» WHAT THE TASK ASKS: Nothing but an exact reprint of the records is to be returned.

***** RECORDS FOR THE EXERCISE *****

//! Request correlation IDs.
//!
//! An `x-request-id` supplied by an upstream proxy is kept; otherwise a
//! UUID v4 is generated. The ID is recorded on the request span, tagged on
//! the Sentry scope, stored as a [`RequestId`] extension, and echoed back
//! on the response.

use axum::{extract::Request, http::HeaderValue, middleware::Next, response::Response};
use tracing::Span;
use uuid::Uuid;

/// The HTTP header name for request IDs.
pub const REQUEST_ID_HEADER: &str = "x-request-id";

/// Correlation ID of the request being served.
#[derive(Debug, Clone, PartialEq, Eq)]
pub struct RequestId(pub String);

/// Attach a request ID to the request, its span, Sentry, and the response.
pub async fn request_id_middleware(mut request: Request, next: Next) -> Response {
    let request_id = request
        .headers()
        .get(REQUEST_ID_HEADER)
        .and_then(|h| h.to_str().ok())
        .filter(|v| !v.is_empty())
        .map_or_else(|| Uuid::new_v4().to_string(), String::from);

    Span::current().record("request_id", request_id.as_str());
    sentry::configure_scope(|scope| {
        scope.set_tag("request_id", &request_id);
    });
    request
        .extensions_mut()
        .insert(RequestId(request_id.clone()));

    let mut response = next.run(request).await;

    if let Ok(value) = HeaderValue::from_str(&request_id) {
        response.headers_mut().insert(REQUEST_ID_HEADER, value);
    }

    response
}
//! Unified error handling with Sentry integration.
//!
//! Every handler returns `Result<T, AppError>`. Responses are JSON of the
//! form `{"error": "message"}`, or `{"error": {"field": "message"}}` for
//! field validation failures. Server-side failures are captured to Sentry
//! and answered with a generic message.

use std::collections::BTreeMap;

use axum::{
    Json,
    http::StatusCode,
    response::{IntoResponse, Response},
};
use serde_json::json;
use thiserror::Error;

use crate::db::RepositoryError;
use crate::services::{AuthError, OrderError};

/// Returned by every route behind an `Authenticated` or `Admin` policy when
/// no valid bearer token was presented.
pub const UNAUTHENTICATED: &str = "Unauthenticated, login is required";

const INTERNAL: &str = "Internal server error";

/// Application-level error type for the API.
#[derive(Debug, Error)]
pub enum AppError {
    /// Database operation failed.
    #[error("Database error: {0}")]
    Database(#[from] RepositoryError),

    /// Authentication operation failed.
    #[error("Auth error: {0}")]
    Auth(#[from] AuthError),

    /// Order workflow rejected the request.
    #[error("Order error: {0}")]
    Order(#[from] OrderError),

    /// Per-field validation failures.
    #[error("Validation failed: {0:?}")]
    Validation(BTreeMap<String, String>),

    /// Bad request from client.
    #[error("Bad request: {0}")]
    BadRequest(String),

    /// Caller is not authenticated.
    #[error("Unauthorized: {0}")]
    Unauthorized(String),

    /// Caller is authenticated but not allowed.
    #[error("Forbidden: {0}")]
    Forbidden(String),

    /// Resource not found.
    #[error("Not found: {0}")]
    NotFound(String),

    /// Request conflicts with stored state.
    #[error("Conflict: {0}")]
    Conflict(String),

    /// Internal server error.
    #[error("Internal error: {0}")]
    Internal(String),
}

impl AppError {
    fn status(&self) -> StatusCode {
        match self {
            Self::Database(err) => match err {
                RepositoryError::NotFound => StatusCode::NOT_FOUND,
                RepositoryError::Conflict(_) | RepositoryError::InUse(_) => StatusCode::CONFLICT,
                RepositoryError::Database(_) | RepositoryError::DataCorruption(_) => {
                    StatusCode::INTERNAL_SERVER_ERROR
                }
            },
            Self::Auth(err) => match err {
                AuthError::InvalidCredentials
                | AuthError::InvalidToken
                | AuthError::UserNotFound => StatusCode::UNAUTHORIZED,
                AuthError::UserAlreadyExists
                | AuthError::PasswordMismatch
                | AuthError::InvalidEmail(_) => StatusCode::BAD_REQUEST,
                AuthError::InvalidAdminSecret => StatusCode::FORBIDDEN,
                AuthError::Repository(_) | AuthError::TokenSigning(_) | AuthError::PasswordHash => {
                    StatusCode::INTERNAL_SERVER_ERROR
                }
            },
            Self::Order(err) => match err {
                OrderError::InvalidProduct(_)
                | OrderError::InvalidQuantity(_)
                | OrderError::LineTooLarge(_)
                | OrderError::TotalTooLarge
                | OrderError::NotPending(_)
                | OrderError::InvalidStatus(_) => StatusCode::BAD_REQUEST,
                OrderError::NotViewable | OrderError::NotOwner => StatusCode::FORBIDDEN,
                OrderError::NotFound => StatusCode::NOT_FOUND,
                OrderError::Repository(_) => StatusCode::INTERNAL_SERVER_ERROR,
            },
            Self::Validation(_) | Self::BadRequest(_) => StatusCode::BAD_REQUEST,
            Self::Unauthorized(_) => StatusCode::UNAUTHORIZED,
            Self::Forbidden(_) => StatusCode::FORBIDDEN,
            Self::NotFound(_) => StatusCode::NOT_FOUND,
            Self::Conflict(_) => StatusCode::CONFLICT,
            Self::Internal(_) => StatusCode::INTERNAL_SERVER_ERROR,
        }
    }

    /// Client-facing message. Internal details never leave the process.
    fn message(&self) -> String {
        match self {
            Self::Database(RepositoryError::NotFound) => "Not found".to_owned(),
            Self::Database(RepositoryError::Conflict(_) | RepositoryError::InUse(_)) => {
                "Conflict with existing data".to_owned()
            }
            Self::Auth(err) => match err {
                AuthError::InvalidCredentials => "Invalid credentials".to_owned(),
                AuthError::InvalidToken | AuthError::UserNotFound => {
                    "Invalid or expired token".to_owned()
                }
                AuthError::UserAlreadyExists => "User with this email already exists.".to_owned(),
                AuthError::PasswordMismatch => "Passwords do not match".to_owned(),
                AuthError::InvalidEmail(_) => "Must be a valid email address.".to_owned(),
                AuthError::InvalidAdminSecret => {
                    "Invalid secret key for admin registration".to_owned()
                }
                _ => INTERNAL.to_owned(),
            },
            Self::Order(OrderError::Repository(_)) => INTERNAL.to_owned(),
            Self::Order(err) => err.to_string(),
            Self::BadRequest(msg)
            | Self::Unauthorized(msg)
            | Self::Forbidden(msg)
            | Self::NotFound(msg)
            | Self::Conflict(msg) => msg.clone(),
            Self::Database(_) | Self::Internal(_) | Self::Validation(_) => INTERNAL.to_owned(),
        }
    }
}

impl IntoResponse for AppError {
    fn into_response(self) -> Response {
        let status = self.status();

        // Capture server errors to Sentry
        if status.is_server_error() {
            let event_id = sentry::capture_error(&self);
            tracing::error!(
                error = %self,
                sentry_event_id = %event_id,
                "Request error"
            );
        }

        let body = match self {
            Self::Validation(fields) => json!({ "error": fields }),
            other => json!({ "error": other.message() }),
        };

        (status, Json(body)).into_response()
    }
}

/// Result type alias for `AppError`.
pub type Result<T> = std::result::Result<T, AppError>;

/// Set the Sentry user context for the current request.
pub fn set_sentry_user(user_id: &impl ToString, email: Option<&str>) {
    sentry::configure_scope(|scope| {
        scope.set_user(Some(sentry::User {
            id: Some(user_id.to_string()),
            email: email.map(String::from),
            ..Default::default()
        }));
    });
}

*****

» SOLUTION FOR THIS EXERCISE:
//! Request correlation IDs.
//!
//! An `x-request-id` supplied by an upstream proxy is kept; otherwise a
//! UUID v4 is generated. The ID is recorded on the request span, tagged on
//! the Sentry scope, stored as a [`RequestId`] extension, and echoed back
//! on the response.

use axum::{extract::Request, http::HeaderValue, middleware::Next, response::Response};
use tracing::Span;
use uuid::Uuid;

/// The HTTP header name for request IDs.
pub const REQUEST_ID_HEADER: &str = "x-request-id";

/// Correlation ID of the request being served.
#[derive(Debug, Clone, PartialEq, Eq)]
pub struct RequestId(pub String);

/// Attach a request ID to the request, its span, Sentry, and the response.
pub async fn request_id_middleware(mut request: Request, next: Next) -> Response {
    let request_id = request
        .headers()
        .get(REQUEST_ID_HEADER)
        .and_then(|h| h.to_str().ok())
        .filter(|v| !v.is_empty())
        .map_or_else(|| Uuid::new_v4().to_string(), String::from);

    Span::current().record("request_id", request_id.as_str());
    sentry::configure_scope(|scope| {
        scope.set_tag("request_id", &request_id);
    });
    request
        .extensions_mut()
        .insert(RequestId(request_id.clone()));

    let mut response = next.run(request).await;

    if let Ok(value) = HeaderValue::from_str(&request_id) {
        response.headers_mut().insert(REQUEST_ID_HEADER, value);
    }

    response
}
//! Unified error handling with Sentry integration.
//!
//! Every handler returns `Result<T, AppError>`. Responses are JSON of the
//! form `{"error": "message"}`, or `{"error": {"field": "message"}}` for
//! field validation failures. Server-side failures are captured to Sentry
//! and answered with a generic message.

use std::collections::BTreeMap;

use axum::{
    Json,
    http::StatusCode,
    response::{IntoResponse, Response},
};
use serde_json::json;
use thiserror::Error;

use crate::db::RepositoryError;
use crate::services::{AuthError, OrderError};

/// Returned by every route behind an `Authenticated` or `Admin` policy when
/// no valid bearer token was presented.
pub const UNAUTHENTICATED: &str = "Unauthenticated, login is required";

const INTERNAL: &str = "Internal server error";

/// Application-level error type for the API.
#[derive(Debug, Error)]
pub enum AppError {
    /// Database operation failed.
    #[error("Database error: {0}")]
    Database(#[from] RepositoryError),

    /// Authentication operation failed.
    #[error("Auth error: {0}")]
    Auth(#[from] AuthError),

    /// Order workflow rejected the request.
    #[error("Order error: {0}")]
    Order(#[from] OrderError),

    /// Per-field validation failures.
    #[error("Validation failed: {0:?}")]
    Validation(BTreeMap<String, String>),

    /// Bad request from client.
    #[error("Bad request: {0}")]
    BadRequest(String),

    /// Caller is not authenticated.
    #[error("Unauthorized: {0}")]
    Unauthorized(String),

    /// Caller is authenticated but not allowed.
    #[error("Forbidden: {0}")]
    Forbidden(String),

    /// Resource not found.
    #[error("Not found: {0}")]
    NotFound(String),

    /// Request conflicts with stored state.
    #[error("Conflict: {0}")]
    Conflict(String),

    /// Internal server error.
    #[error("Internal error: {0}")]
    Internal(String),
}

impl AppError {
    fn status(&self) -> StatusCode {
        match self {
            Self::Database(err) => match err {
                RepositoryError::NotFound => StatusCode::NOT_FOUND,
                RepositoryError::Conflict(_) | RepositoryError::InUse(_) => StatusCode::CONFLICT,
                RepositoryError::Database(_) | RepositoryError::DataCorruption(_) => {
                    StatusCode::INTERNAL_SERVER_ERROR
                }
            },
            Self::Auth(err) => match err {
                AuthError::InvalidCredentials
                | AuthError::InvalidToken
                | AuthError::UserNotFound => StatusCode::UNAUTHORIZED,
                AuthError::UserAlreadyExists
                | AuthError::PasswordMismatch
                | AuthError::InvalidEmail(_) => StatusCode::BAD_REQUEST,
                AuthError::InvalidAdminSecret => StatusCode::FORBIDDEN,
                AuthError::Repository(_) | AuthError::TokenSigning(_) | AuthError::PasswordHash => {
                    StatusCode::INTERNAL_SERVER_ERROR
                }
            },
            Self::Order(err) => match err {
                OrderError::InvalidProduct(_)
                | OrderError::InvalidQuantity(_)
                | OrderError::LineTooLarge(_)
                | OrderError::TotalTooLarge
                | OrderError::NotPending(_)
                | OrderError::InvalidStatus(_) => StatusCode::BAD_REQUEST,
                OrderError::NotViewable | OrderError::NotOwner => StatusCode::FORBIDDEN,
                OrderError::NotFound => StatusCode::NOT_FOUND,
                OrderError::Repository(_) => StatusCode::INTERNAL_SERVER_ERROR,
            },
            Self::Validation(_) | Self::BadRequest(_) => StatusCode::BAD_REQUEST,
            Self::Unauthorized(_) => StatusCode::UNAUTHORIZED,
            Self::Forbidden(_) => StatusCode::FORBIDDEN,
            Self::NotFound(_) => StatusCode::NOT_FOUND,
            Self::Conflict(_) => StatusCode::CONFLICT,
            Self::Internal(_) => StatusCode::INTERNAL_SERVER_ERROR,
        }
    }

    /// Client-facing message. Internal details never leave the process.
    fn message(&self) -> String {
        match self {
            Self::Database(RepositoryError::NotFound) => "Not found".to_owned(),
            Self::Database(RepositoryError::Conflict(_) | RepositoryError::InUse(_)) => {
                "Conflict with existing data".to_owned()
            }
            Self::Auth(err) => match err {
                AuthError::InvalidCredentials => "Invalid credentials".to_owned(),
                AuthError::InvalidToken | AuthError::UserNotFound => {
                    "Invalid or expired token".to_owned()
                }
                AuthError::UserAlreadyExists => "User with this email already exists.".to_owned(),
                AuthError::PasswordMismatch => "Passwords do not match".to_owned(),
                AuthError::InvalidEmail(_) => "Must be a valid email address.".to_owned(),
                AuthError::InvalidAdminSecret => {
                    "Invalid secret key for admin registration".to_owned()
                }
                _ => INTERNAL.to_owned(),
            },
            Self::Order(OrderError::Repository(_)) => INTERNAL.to_owned(),
            Self::Order(err) => err.to_string(),
            Self::BadRequest(msg)
            | Self::Unauthorized(msg)
            | Self::Forbidden(msg)
            | Self::NotFound(msg)
            | Self::Conflict(msg) => msg.clone(),
            Self::Database(_) | Self::Internal(_) | Self::Validation(_) => INTERNAL.to_owned(),
        }
    }
}

impl IntoResponse for AppError {
    fn into_response(self) -> Response {
        let status = self.status();

        // Capture server errors to Sentry
        if status.is_server_error() {
            let event_id = sentry::capture_error(&self);
            tracing::error!(
                error = %self,
                sentry_event_id = %event_id,
                "Request error"
            );
        }

        let body = match self {
            Self::Validation(fields) => json!({ "error": fields }),
            other => json!({ "error": other.message() }),
        };

        (status, Json(body)).into_response()
    }
}

/// Result type alias for `AppError`.
pub type Result<T> = std::result::Result<T, AppError>;

/// Set the Sentry user context for the current request.
pub fn set_sentry_user(user_id: &impl ToString, email: Option<&str>) {
    sentry::configure_scope(|scope| {
        scope.set_user(Some(sentry::User {
            id: Some(user_id.to_string()),
            email: email.map(String::from),
            ..Default::default()
        }));
    });
}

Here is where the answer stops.